(Dataset records begins)

/// A message posted to a room or a 1:1 conversation
#[derive(Debug, Clone, Default, PartialEq, Serialize, Deserialize)]
#[serde(rename_all = "camelCase")]
pub struct Message {
    /// Unique message ID
    #[serde(default)]
    pub id: String,

    /// Room the message was posted in
    #[serde(skip_serializing_if = "Option::is_none")]
    pub room_id: Option<String>,

    /// "direct" or "group"
    #[serde(skip_serializing_if = "Option::is_none")]
    pub room_type: Option<String>,

    /// Parent message for threaded replies
    #[serde(skip_serializing_if = "Option::is_none")]
    pub parent_id: Option<String>,

    /// Recipient person ID for 1:1 messages
    #[serde(skip_serializing_if = "Option::is_none")]
    pub to_person_id: Option<String>,

    /// Recipient email for 1:1 messages
    #[serde(skip_serializing_if = "Option::is_none")]
    pub to_person_email: Option<String>,

    /// Plain text content
    #[serde(skip_serializing_if = "Option::is_none")]
    pub text: Option<String>,

    /// Markdown content
    #[serde(skip_serializing_if = "Option::is_none")]
    pub markdown: Option<String>,

    /// URLs of attached files
    #[serde(default, skip_serializing_if = "Vec::is_empty")]
    pub files: Vec<String>,

    /// Author's person ID
    #[serde(skip_serializing_if = "Option::is_none")]
    pub person_id: Option<String>,

    /// Author's email
    #[serde(skip_serializing_if = "Option::is_none")]
    pub person_email: Option<String>,

    /// People mentioned in the message
    #[serde(default, skip_serializing_if = "Vec::is_empty")]
    pub mentioned_people: Vec<String>,

    /// Groups mentioned in the message (e.g. "all")
    #[serde(default, skip_serializing_if = "Vec::is_empty")]
    pub mentioned_groups: Vec<String>,

    /// Card attachments
    #[serde(default, skip_serializing_if = "Vec::is_empty")]
    pub attachments: Vec<Attachment>,

    /// Creation time
    #[serde(skip_serializing_if = "Option::is_none")]
    pub created: Option<DateTime<Utc>>,

    /// Last edit time
    #[serde(skip_serializing_if = "Option::is_none")]
    pub updated: Option<DateTime<Utc>>,

    /// Whether the message is a voice clip
    #[serde(default)]
    pub is_voice_clip: bool,
}

/// Rich content attached to a message, such as an adaptive card
#[derive(Debug, Clone, Default, PartialEq, Serialize, Deserialize)]
#[serde(rename_all = "camelCase")]
pub struct Attachment {
    /// Content type, e.g. "application/vnd.microsoft.card.adaptive"
    pub content_type: String,

    /// Arbitrary JSON content
    #[serde(default)]
    pub content: serde_json::Value,
}

impl Attachment {
    /// Adaptive card attachment
    pub fn adaptive_card(content: serde_json::Value) -> Self {
        Self {
            content_type: "application/vnd.microsoft.card.adaptive".to_string(),
            content,
        }
    }
}

/// Filters for [`MessagesService::list`]
#[derive(Debug, Clone, Default)]
pub struct MessageListOptions {
    /// Room to list messages from (required)
    pub room_id: String,
    /// Only replies to this parent message
    pub parent_id: Option<String>,
    /// Only messages mentioning this person ("me" or a person ID)
    pub mentioned_people: Option<String>,
    /// Only messages sent before this ISO 8601 time
    pub before: Option<String>,
    /// Only messages sent before this message ID
    pub before_message: Option<String>,
    /// Maximum number of messages
    pub max: Option<u32>,
}

impl MessageListOptions {
    /// List messages in a room
    pub fn new(room_id: impl Into<String>) -> Self {
        Self {
            room_id: room_id.into(),
            ..Default::default()
        }
    }

    /// Limit the number of results
    pub fn with_max(mut self, max: u32) -> Self {
        self.max = Some(max);
        self
    }

    /// Only replies to a parent message
    pub fn with_parent_id(mut self, parent_id: impl Into<String>) -> Self {
        self.parent_id = Some(parent_id.into());
        self
    }

    fn to_params(&self) -> QueryParams {
        let mut params = QueryParams::new();
        params
            .set("roomId", self.room_id.as_str())
            .set_opt("parentId", self.parent_id.as_deref())
            .set_opt("mentionedPeople", self.mentioned_people.as_deref())
            .set_opt("before", self.before.as_deref())
            .set_opt("beforeMessage", self.before_message.as_deref())
            .set_max(self.max);
        params
    }
}

/// Filters for [`MessagesService::list_direct`]
#[derive(Debug, Clone, Default)]
pub struct MessageDirectListOptions {
    /// Other participant's person ID
    pub person_id: Option<String>,
    /// Other participant's email
    pub person_email: Option<String>,
    /// Only replies to this parent message
    pub parent_id: Option<String>,
}

impl MessageDirectListOptions {
    fn to_params(&self) -> QueryParams {
        let mut params = QueryParams::new();
        params
            .set_opt("personId", self.person_id.as_deref())
            .set_opt("personEmail", self.person_email.as_deref())
            .set_opt("parentId", self.parent_id.as_deref());
        params
    }
}

/// Body for [`MessagesService::create`]
///
/// A destination (room, person ID or person email) and some content (text,
/// markdown, files or attachments) are both required.
#[derive(Debug, Clone, Default, PartialEq, Serialize)]
#[serde(rename_all = "camelCase")]
pub struct MessageCreateRequest {
    /// Destination room
    #[serde(skip_serializing_if = "Option::is_none")]
    pub room_id: Option<String>,

    /// Destination person ID (1:1)
    #[serde(skip_serializing_if = "Option::is_none")]
    pub to_person_id: Option<String>,

    /// Destination person email (1:1)
    #[serde(skip_serializing_if = "Option::is_none")]
    pub to_person_email: Option<String>,

    /// Plain text content
    #[serde(skip_serializing_if = "Option::is_none")]
    pub text: Option<String>,

    /// Markdown content
    #[serde(skip_serializing_if = "Option::is_none")]
    pub markdown: Option<String>,

    /// Public URLs of files to attach
    #[serde(skip_serializing_if = "Vec::is_empty")]
    pub files: Vec<String>,

    /// Card attachments
    #[serde(skip_serializing_if = "Vec::is_empty")]
    pub attachments: Vec<Attachment>,

    /// Parent message for a threaded reply
    #[serde(skip_serializing_if = "Option::is_none")]
    pub parent_id: Option<String>,
}

impl MessageCreateRequest {
    /// Message to a room
    pub fn to_room(room_id: impl Into<String>) -> Self {
        Self {
            room_id: Some(room_id.into()),
            ..Default::default()
        }
    }

    /// Direct message by person ID
    pub fn to_person(person_id: impl Into<String>) -> Self {
        Self {
            to_person_id: Some(person_id.into()),
            ..Default::default()
        }
    }

    /// Direct message by email
    pub fn to_person_email(email: impl Into<String>) -> Self {
        Self {
            to_person_email: Some(email.into()),
            ..Default::default()
        }
    }

    /// Set plain text content
    pub fn with_text(mut self, text: impl Into<String>) -> Self {
        self.text = Some(text.into());
        self
    }

    /// Set markdown content
    pub fn with_markdown(mut self, markdown: impl Into<String>) -> Self {
        self.markdown = Some(markdown.into());
        self
    }

    /// Attach a file by public URL
    pub fn with_file_url(mut self, url: impl Into<String>) -> Self {
        self.files.push(url.into());
        self
    }

    /// Add a card attachment
    pub fn with_attachment(mut self, attachment: Attachment) -> Self {
        self.attachments.push(attachment);
        self
    }

    /// Reply in a thread
    pub fn with_parent_id(mut self, parent_id: impl Into<String>) -> Self {
        self.parent_id = Some(parent_id.into());
        self
    }

    fn has_destination(&self) -> bool {
        is_set(&self.room_id) || is_set(&self.to_person_id) || is_set(&self.to_person_email)
    }

    fn has_content(&self) -> bool {
        is_set(&self.text)
            || is_set(&self.markdown)
            || !self.files.is_empty()
            || !self.attachments.is_empty()
    }

    /// Text fields sent alongside an uploaded file
    fn form_fields(&self) -> Vec<(String, String)> {
        [
            ("roomId", &self.room_id),
            ("toPersonId", &self.to_person_id),
            ("toPersonEmail", &self.to_person_email),
            ("text", &self.text),
            ("markdown", &self.markdown),
            ("parentId", &self.parent_id),
        ]
        .into_iter()
        .filter(|(_, value)| is_set(value))
        .filter_map(|(name, value)| value.clone().map(|v| (name.to_string(), v)))
        .collect()
    }
}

(Dataset records ends)

[Task brief]:
Which lines above contain the word "roomId"? Show each of them.

[Output for this task]:
            .set("roomId", self.room_id.as_str())
            ("roomId", &self.room_id),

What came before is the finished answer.